[Opening RECORDED DATA section]

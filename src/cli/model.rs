//! # 模型参数 CLI 定义
//!
//! 各子命令共享的模型参数、分布设置和输出格式。
//!
//! 参数的生效顺序：`--param-file` → 单独的参数选项 → `--disperse` → `--weights`。
//!
//! ## 依赖关系
//! - 被 `cli/` 各子命令展开 (flatten)
//! - 由 `commands/setup.rs` 转换为模型

use clap::{Args, ValueEnum};
use std::path::{Path, PathBuf};

/// 模型参数
#[derive(Args, Debug, Clone, Default)]
pub struct ModelArgs {
    /// Scale factor (volume fraction)
    #[arg(long)]
    pub scale: Option<f64>,

    /// Minor radius of the elliptical cross-section in Å [default: 20]
    #[arg(long)]
    pub r_minor: Option<f64>,

    /// Ratio of major to minor radius [default: 1.5]
    #[arg(long)]
    pub r_ratio: Option<f64>,

    /// Cylinder length in Å [default: 400]
    #[arg(long)]
    pub length: Option<f64>,

    /// Scattering length density contrast in Å⁻² [default: 3e-6]
    #[arg(long, allow_negative_numbers = true)]
    pub contrast: Option<f64>,

    /// Incoherent background in cm⁻¹ [default: 0]
    #[arg(long, allow_negative_numbers = true)]
    pub background: Option<f64>,

    /// Polar angle of the cylinder axis in rad [default: 1.57]
    #[arg(long, allow_negative_numbers = true)]
    pub cyl_theta: Option<f64>,

    /// Azimuthal angle of the cylinder axis in rad [default: 0]
    #[arg(long, allow_negative_numbers = true)]
    pub cyl_phi: Option<f64>,

    /// Rotation of the cross-section major axis in rad [default: 0]
    #[arg(long, allow_negative_numbers = true)]
    pub cyl_psi: Option<f64>,

    /// Parameter dispersion, e.g. "r_minor=gaussian(2.0,35,3)" (repeatable)
    #[arg(long = "disperse", value_name = "PARAM=KIND(WIDTH[,NPTS[,NSIGMAS]])")]
    pub disperse: Vec<String>,

    /// Explicit weight table for a parameter, e.g. "length=weights.txt" (repeatable)
    #[arg(long = "weights", value_name = "PARAM=FILE")]
    pub weights: Vec<String>,

    /// CSV file with columns name,value[,dispersion,width,npts,nsigmas]
    #[arg(long)]
    pub param_file: Option<PathBuf>,

    /// Gauss-Legendre points of the orientation integrals
    #[arg(long, env = "SANS_GAUSS_POINTS", default_value_t = 20)]
    pub gauss_points: usize,
}

impl ModelArgs {
    /// 命令行上直接给出的参数值（按模型参数顺序）
    pub fn explicit_values(&self) -> Vec<(&'static str, f64)> {
        [
            ("scale", self.scale),
            ("r_minor", self.r_minor),
            ("r_ratio", self.r_ratio),
            ("length", self.length),
            ("contrast", self.contrast),
            ("background", self.background),
            ("cyl_theta", self.cyl_theta),
            ("cyl_phi", self.cyl_phi),
            ("cyl_psi", self.cyl_psi),
        ]
        .into_iter()
        .filter_map(|(name, value)| value.map(|v| (name, v)))
        .collect()
    }
}

/// 拆分 "name=value" 形式的赋值
pub fn split_assignment(input: &str) -> Option<(&str, &str)> {
    let (name, value) = input.split_once('=')?;
    let (name, value) = (name.trim(), value.trim());
    if name.is_empty() || value.is_empty() {
        None
    } else {
        Some((name, value))
    }
}

/// 输出格式
#[derive(Debug, Clone, Copy, ValueEnum, PartialEq, Eq)]
pub enum OutputFormat {
    /// PNG image
    Png,
    /// SVG vector image
    Svg,
    /// CSV data file
    Csv,
    /// XY data file with a commented parameter header
    Xy,
}

impl OutputFormat {
    /// 根据扩展名推断输出格式
    pub fn from_extension(path: &Path) -> Self {
        match path
            .extension()
            .and_then(|e| e.to_str())
            .map(|s| s.to_lowercase())
            .as_deref()
        {
            Some("svg") => OutputFormat::Svg,
            Some("csv") => OutputFormat::Csv,
            Some("xy") | Some("dat") | Some("txt") => OutputFormat::Xy,
            _ => OutputFormat::Png,
        }
    }
}
//! # 特殊函数
//!
//! 形状因子核函数所需的特殊函数。
//!
//! ## 公式
//! - J1(x): 一阶第一类 Bessel 函数，|x| < 8 用有理逼近，其余用渐近展开
//!   (Numerical Recipes `bessj1` 系数)
//! - sinc(x) = sin(x)/x
//!
//! ## 依赖关系
//! - 被 `sans/kernel.rs` 调用
//! - 纯数值函数，无外部依赖

/// 一阶第一类 Bessel 函数 J1(x)
pub fn bessel_j1(x: f64) -> f64 {
    let ax = x.abs();
    if ax < 8.0 {
        let y = x * x;
        let num = x
            * (72362614232.0
                + y * (-7895059235.0
                    + y * (242396853.1
                        + y * (-2972611.439 + y * (15704.48260 + y * (-30.16036606))))));
        let den = 144725228442.0
            + y * (2300535178.0
                + y * (18583304.74 + y * (99447.43394 + y * (376.9991397 + y * 1.0))));
        num / den
    } else {
        let z = 8.0 / ax;
        let y = z * z;
        let xx = ax - 2.356194491;
        let p = 1.0
            + y * (0.183105e-2
                + y * (-0.3516396496e-4 + y * (0.2457520174e-5 + y * (-0.240337019e-6))));
        let q = 0.04687499995
            + y * (-0.2002690873e-3
                + y * (0.8449199096e-5 + y * (-0.88228987e-6 + y * 0.105787412e-6)));
        let ans = (0.636619772 / ax).sqrt() * (xx.cos() * p - z * xx.sin() * q);
        if x < 0.0 {
            -ans
        } else {
            ans
        }
    }
}

/// 圆截面振幅 2·J1(x)/x，x → 0 时取极限 1
pub fn bessel_amplitude(x: f64) -> f64 {
    if x.abs() < 1e-10 {
        1.0
    } else {
        2.0 * bessel_j1(x) / x
    }
}

/// sin(x)/x，x → 0 时取极限 1
pub fn sinc(x: f64) -> f64 {
    if x.abs() < 1e-10 {
        1.0
    } else {
        x.sin() / x
    }
}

[Closing RECORDED DATA section]

AIM OF THE EXERCISE
Produce the records once again, exactly as they stand above.

ANSWER TO THIS PROBLEM
filename src/cli/model.rs
//! # 模型参数 CLI 定义
//!
//! 各子命令共享的模型参数、分布设置和输出格式。
//!
//! 参数的生效顺序：`--param-file` → 单独的参数选项 → `--disperse` → `--weights`。
//!
//! ## 依赖关系
//! - 被 `cli/` 各子命令展开 (flatten)
//! - 由 `commands/setup.rs` 转换为模型

use clap::{Args, ValueEnum};
use std::path::{Path, PathBuf};

/// 模型参数
#[derive(Args, Debug, Clone, Default)]
pub struct ModelArgs {
    /// Scale factor (volume fraction)
    #[arg(long)]
    pub scale: Option<f64>,

    /// Minor radius of the elliptical cross-section in Å [default: 20]
    #[arg(long)]
    pub r_minor: Option<f64>,

    /// Ratio of major to minor radius [default: 1.5]
    #[arg(long)]
    pub r_ratio: Option<f64>,

    /// Cylinder length in Å [default: 400]
    #[arg(long)]
    pub length: Option<f64>,

    /// Scattering length density contrast in Å⁻² [default: 3e-6]
    #[arg(long, allow_negative_numbers = true)]
    pub contrast: Option<f64>,

    /// Incoherent background in cm⁻¹ [default: 0]
    #[arg(long, allow_negative_numbers = true)]
    pub background: Option<f64>,

    /// Polar angle of the cylinder axis in rad [default: 1.57]
    #[arg(long, allow_negative_numbers = true)]
    pub cyl_theta: Option<f64>,

    /// Azimuthal angle of the cylinder axis in rad [default: 0]
    #[arg(long, allow_negative_numbers = true)]
    pub cyl_phi: Option<f64>,

    /// Rotation of the cross-section major axis in rad [default: 0]
    #[arg(long, allow_negative_numbers = true)]
    pub cyl_psi: Option<f64>,

    /// Parameter dispersion, e.g. "r_minor=gaussian(2.0,35,3)" (repeatable)
    #[arg(long = "disperse", value_name = "PARAM=KIND(WIDTH[,NPTS[,NSIGMAS]])")]
    pub disperse: Vec<String>,

    /// Explicit weight table for a parameter, e.g. "length=weights.txt" (repeatable)
    #[arg(long = "weights", value_name = "PARAM=FILE")]
    pub weights: Vec<String>,

    /// CSV file with columns name,value[,dispersion,width,npts,nsigmas]
    #[arg(long)]
    pub param_file: Option<PathBuf>,

    /// Gauss-Legendre points of the orientation integrals
    #[arg(long, env = "SANS_GAUSS_POINTS", default_value_t = 20)]
    pub gauss_points: usize,
}

impl ModelArgs {
    /// 命令行上直接给出的参数值（按模型参数顺序）
    pub fn explicit_values(&self) -> Vec<(&'static str, f64)> {
        [
            ("scale", self.scale),
            ("r_minor", self.r_minor),
            ("r_ratio", self.r_ratio),
            ("length", self.length),
            ("contrast", self.contrast),
            ("background", self.background),
            ("cyl_theta", self.cyl_theta),
            ("cyl_phi", self.cyl_phi),
            ("cyl_psi", self.cyl_psi),
        ]
        .into_iter()
        .filter_map(|(name, value)| value.map(|v| (name, v)))
        .collect()
    }
}

/// 拆分 "name=value" 形式的赋值
pub fn split_assignment(input: &str) -> Option<(&str, &str)> {
    let (name, value) = input.split_once('=')?;
    let (name, value) = (name.trim(), value.trim());
    if name.is_empty() || value.is_empty() {
        None
    } else {
        Some((name, value))
    }
}

/// 输出格式
#[derive(Debug, Clone, Copy, ValueEnum, PartialEq, Eq)]
pub enum OutputFormat {
    /// PNG image
    Png,
    /// SVG vector image
    Svg,
    /// CSV data file
    Csv,
    /// XY data file with a commented parameter header
    Xy,
}

impl OutputFormat {
    /// 根据扩展名推断输出格式
    pub fn from_extension(path: &Path) -> Self {
        match path
            .extension()
            .and_then(|e| e.to_str())
            .map(|s| s.to_lowercase())
            .as_deref()
        {
            Some("svg") => OutputFormat::Svg,
            Some("csv") => OutputFormat::Csv,
            Some("xy") | Some("dat") | Some("txt") => OutputFormat::Xy,
            _ => OutputFormat::Png,
        }
    }
}
//! # 特殊函数
//!
//! 形状因子核函数所需的特殊函数。
//!
//! ## 公式
//! - J1(x): 一阶第一类 Bessel 函数，|x| < 8 用有理逼近，其余用渐近展开
//!   (Numerical Recipes `bessj1` 系数)
//! - sinc(x) = sin(x)/x
//!
//! ## 依赖关系
//! - 被 `sans/kernel.rs` 调用
//! - 纯数值函数，无外部依赖

/// 一阶第一类 Bessel 函数 J1(x)
pub fn bessel_j1(x: f64) -> f64 {
    let ax = x.abs();
    if ax < 8.0 {
        let y = x * x;
        let num = x
            * (72362614232.0
                + y * (-7895059235.0
                    + y * (242396853.1
                        + y * (-2972611.439 + y * (15704.48260 + y * (-30.16036606))))));
        let den = 144725228442.0
            + y * (2300535178.0
                + y * (18583304.74 + y * (99447.43394 + y * (376.9991397 + y * 1.0))));
        num / den
    } else {
        let z = 8.0 / ax;
        let y = z * z;
        let xx = ax - 2.356194491;
        let p = 1.0
            + y * (0.183105e-2
                + y * (-0.3516396496e-4 + y * (0.2457520174e-5 + y * (-0.240337019e-6))));
        let q = 0.04687499995
            + y * (-0.2002690873e-3
                + y * (0.8449199096e-5 + y * (-0.88228987e-6 + y * 0.105787412e-6)));
        let ans = (0.636619772 / ax).sqrt() * (xx.cos() * p - z * xx.sin() * q);
        if x < 0.0 {
            -ans
        } else {
            ans
        }
    }
}

/// 圆截面振幅 2·J1(x)/x，x → 0 时取极限 1
pub fn bessel_amplitude(x: f64) -> f64 {
    if x.abs() < 1e-10 {
        1.0
    } else {
        2.0 * bessel_j1(x) / x
    }
}

/// sin(x)/x，x → 0 时取极限 1
pub fn sinc(x: f64) -> f64 {
    if x.abs() < 1e-10 {
        1.0
    } else {
        x.sin() / x
    }
}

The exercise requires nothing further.